The SMITH Diaries Project

Katrina One Year Later—Magic & Logic

Monday, August 28th, 2006

By Cree McCree

One year after Katrina, how’s the recovery going? Depends on who, where,and when you ask.

Many households — and even whole neighborhoods, like Broadmoor — are in full recovery mode, forging ahead on a wing and a prayer, without waiting for official approval or the long-awaited Road Home rebuilding funds. Thirty cottages in the Habitat for Humanity-built Musicians’ Village are ready to welcome their new owners, with more to come. Ray’s Boom Boom Room, a cool new black-owned club on Frenchmen Street, opened just in time for Louis Armstrong’s birthday bash, which was hoppin’ with jazz lovers. White Linen Night, the art galleries’ signature summer event, was also overflowing with see-and-be-scenesters, and you have to fight for a chair at Bacchanal when Chef Pete fires up the grill in his makeshift outdoor kitchen on Sunday nights. Still, there’s something a bit frenetic about all this activity, and everyone’s keeping a wary eye on Tropical Storm Ernesto as we enter the peak of hurricane season with pump stations on the fritz and levee upgrades barely begun.

Signs of bureaucratic bogdown are everywhere. Hundreds of kids are wait-listed for the state’s vaunted Recovery District schools, which haven’t even hired all the teachers they need to open in September. Much of the Lower 9th Ward remains without power or water. And that old swashbuckler Mayor Nagin, as I jauntily referred to him in my post-election diary, has neither swashed nor buckled since voters gave him back his job; the best master plan he’s been able to muster is a “plan to have a plan” by year’s end.

Hurry up and wait has become so endemic post-K that I wasn’t exactly shocked that the interview I taped with my friend Brett Evans a few months back, when he recounted his hairy escape from New Orleans, turned out to be . . . totally blank. Ghosts in the machine erased every trace of his story as thoroughly as the floods wiped out entire blocks in the Lower Nine.

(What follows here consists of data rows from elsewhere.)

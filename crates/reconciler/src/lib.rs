#![forbid(unsafe_code)]
#![warn(missing_docs)]

//! # Hermod Reconciler
//!
//! The worker reconciliation loop (spec §4.2): every `sync_interval`,
//! compare "workflows this worker owns" against "engines running in this
//! process" and start/stop/restart [`hermod_registry::Registry`] engines
//! to match. Assignment is decided by an explicit operator pin or, absent
//! one, resource-aware rendezvous hashing over the online worker set
//! (spec §4.3). A sibling heartbeat loop samples local CPU/memory and
//! writes it to the catalog so other workers' rendezvous scoring sees it.

mod assign;

pub use assign::{assign_workflow, score, weight};

use std::collections::HashMap;
use std::sync::Arc;
use std::time::{Duration as StdDuration, Instant};

use futures::{FutureExt, StreamExt};
use parking_lot::Mutex;
use tokio_util::sync::CancellationToken;

use hermod_catalog::Catalog;
use hermod_core::{SinkId, SourceId, WorkerId, WorkflowId};
use hermod_error::{CatalogError, Classify, ReconcileError};
use hermod_lease::{LeaseManager, Renewer, RenewerOutcome};
use hermod_model::{Node, NodeType, Sink, Source, Worker, Workflow, WorkflowStatus};
use hermod_registry::Registry;
use hermod_system::Sampler;
use hermod_telemetry::MetricsRegistry;

/// Sync cycle cadence (spec §4.2 "default 10 s").
pub const DEFAULT_SYNC_INTERVAL: StdDuration = StdDuration::from_secs(10);
/// The floor below which a configured `sync_interval` is clamped (spec
/// §4.2 "floor 200 ms").
pub const MIN_SYNC_INTERVAL: StdDuration = StdDuration::from_millis(200);
/// Heartbeat cadence (spec §4.2 "Every 30 s").
const HEARTBEAT_INTERVAL: StdDuration = StdDuration::from_secs(30);
/// A worker is online if its heartbeat landed within this window (spec
/// §4.2 "online when now - last_seen < 1 min").
const WORKER_ONLINE_WINDOW: chrono::Duration = chrono::Duration::seconds(60);
/// Candidate worker set cache TTL (spec §4.3 "cached for 10 s").
const CANDIDATE_CACHE_TTL: StdDuration = StdDuration::from_secs(10);
/// Bounded concurrency for per-workflow sync (spec §4.2 "cap 10 concurrent").
const SYNC_CONCURRENCY: usize = 10;
/// Lease TTL granted on acquire/renew. Not spec-mandated as a constant;
/// chosen so the renewer's `ttl/2` floor-5s cadence (spec §4.1) lands at
/// a sensible default rather than thrashing the catalog every 5s.
const LEASE_TTL: chrono::Duration = chrono::Duration::seconds(30);

/// Configuration for one reconciler instance.
#[derive(Debug, Clone)]
pub struct Config {
    /// This process's stable worker identity.
    pub worker_id: WorkerId,
    /// How often to run a full sync cycle.
    pub sync_interval: StdDuration,
}

impl Config {
    /// Clamp `sync_interval` to the spec's floor.
    #[must_use]
    pub fn new(worker_id: WorkerId, sync_interval: StdDuration) -> Self {
        Self {
            worker_id,
            sync_interval: sync_interval.max(MIN_SYNC_INTERVAL),
        }
    }
}

struct CandidateCache {
    sampled_at: Instant,
    workers: Vec<Worker>,
}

But Brett, being a poet, loves a good metaphor. So he was happy to rewind his memory on the eve of Katrina’s one-year anniversary. Sitting out on his Mid-City back porch, where he eventually rescued the household’s four dogs after a series of miracles, Brett recounted the adventures of the “Cavalier Assholes Club,” who worked “more by magic than logic” and lived to tell and retell the tale.

Valerie Massimi navigates Mid-City floodwaters en route to Brett Evans' back porch, where this boatload of dogs were rescued several days later.(Photograph by Jonathan Traviesa)

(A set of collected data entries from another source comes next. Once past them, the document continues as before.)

#![forbid(unsafe_code)]
#![warn(missing_docs)]

//! # Hermod System
//!
//! Point-in-time CPU/memory utilization sampling for the worker heartbeat
//! (spec §4.2) and resource-aware rendezvous hashing (spec §4.3). Trimmed
//! from nebula's `nebula-system` (which also covers cache topology, NUMA,
//! and CPU feature-flag detection) down to the one sample the reconciler
//! actually consumes: `cpu_usage` and `mem_usage` as fractions in `[0, 1]`.

use parking_lot::Mutex;
use sysinfo::System;

/// A single CPU/memory utilization sample.
#[derive(Debug, Clone, Copy, PartialEq)]
pub struct Utilization {
    /// Average CPU usage across all cores, in `[0.0, 1.0]`.
    pub cpu_usage: f64,
    /// Memory usage as a fraction of total physical memory, in `[0.0, 1.0]`.
    pub mem_usage: f64,
}

impl Utilization {
    /// An all-zero sample, useful as a safe default before the first real
    /// sample is taken.
    #[must_use]
    pub fn zero() -> Self {
        Self {
            cpu_usage: 0.0,
            mem_usage: 0.0,
        }
    }
}

/// Samples the local machine's CPU and memory utilization.
///
/// `sysinfo::System::global_cpu_usage` requires two refreshes separated
/// by a delay to produce a meaningful reading, so the sampler retains
/// its `System` handle across calls rather than constructing a fresh one
/// per sample.
pub struct Sampler {
    system: Mutex<System>,
}

impl Sampler {
    /// Create a sampler, taking an initial baseline reading.
    #[must_use]
    pub fn new() -> Self {
        let mut system = System::new_all();
        system.refresh_all();
        Self {
            system: Mutex::new(system),
        }
    }

    /// Refresh and return the current utilization sample.
    pub fn sample(&self) -> Utilization {
        let mut system = self.system.lock();
        system.refresh_cpu_usage();
        system.refresh_memory();

        let cpu_usage = f64::from(system.global_cpu_usage()) / 100.0;
        let total = system.total_memory();
        let used = system.used_memory();
        let mem_usage = if total == 0 {
            0.0
        } else {
            used as f64 / total as f64
        };

        Utilization {
            cpu_usage: cpu_usage.clamp(0.0, 1.0),
            mem_usage: mem_usage.clamp(0.0, 1.0),
        }
    }
}

impl Default for Sampler {
    fn default() -> Self {
        Self::new()
    }
}

#[cfg(test)]
mod tests {
    use super::*;

    #[test]
    fn sample_is_within_unit_range() {
        let sampler = Sampler::new();
        let sample = sampler.sample();
        assert!((0.0..=1.0).contains(&sample.cpu_usage));
        assert!((0.0..=1.0).contains(&sample.mem_usage));
    }

    #[test]
    fn zero_is_all_zero() {
        let z = Utilization::zero();
        assert_eq!(z.cpu_usage, 0.0);
        assert_eq!(z.mem_usage, 0.0);
    }
}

What happened during the hurricane was so enormous. There are many different perspectives that you can apply to it, all valid.

One of them is how much life is like a J.G. Ballard novel. The frailest bit of civilization gets stripped away and the whole thing cascades pretty quickly. All the most appealing things about staying for a hurricane become the most hellish: Being stranded with your friends, being cut off from annoying telecommunications, being in a situation that is absolutely not boring.

The perspective I was thinking about today is how New Orleans operates more by magic than by logic, which is antithetical to planning against these sorts of things. I mean, everybody will do more than they did the next time. But my specific friend group and myself — the “Cavalier Assholes Club,” as we ended up calling ourselves — were going more by magic than by logic.

Two days before the storm, on August 27th, my friend Jonathan Traviesa had an opening at the Waiting Room Gallery in the Bywater where there was lots of speculation about whether to stay or to go. By all the data that was coming in, everybody should have been going. But there’s a sort of group think that happens when you have enough people you think are gonna do what you’re gonna do.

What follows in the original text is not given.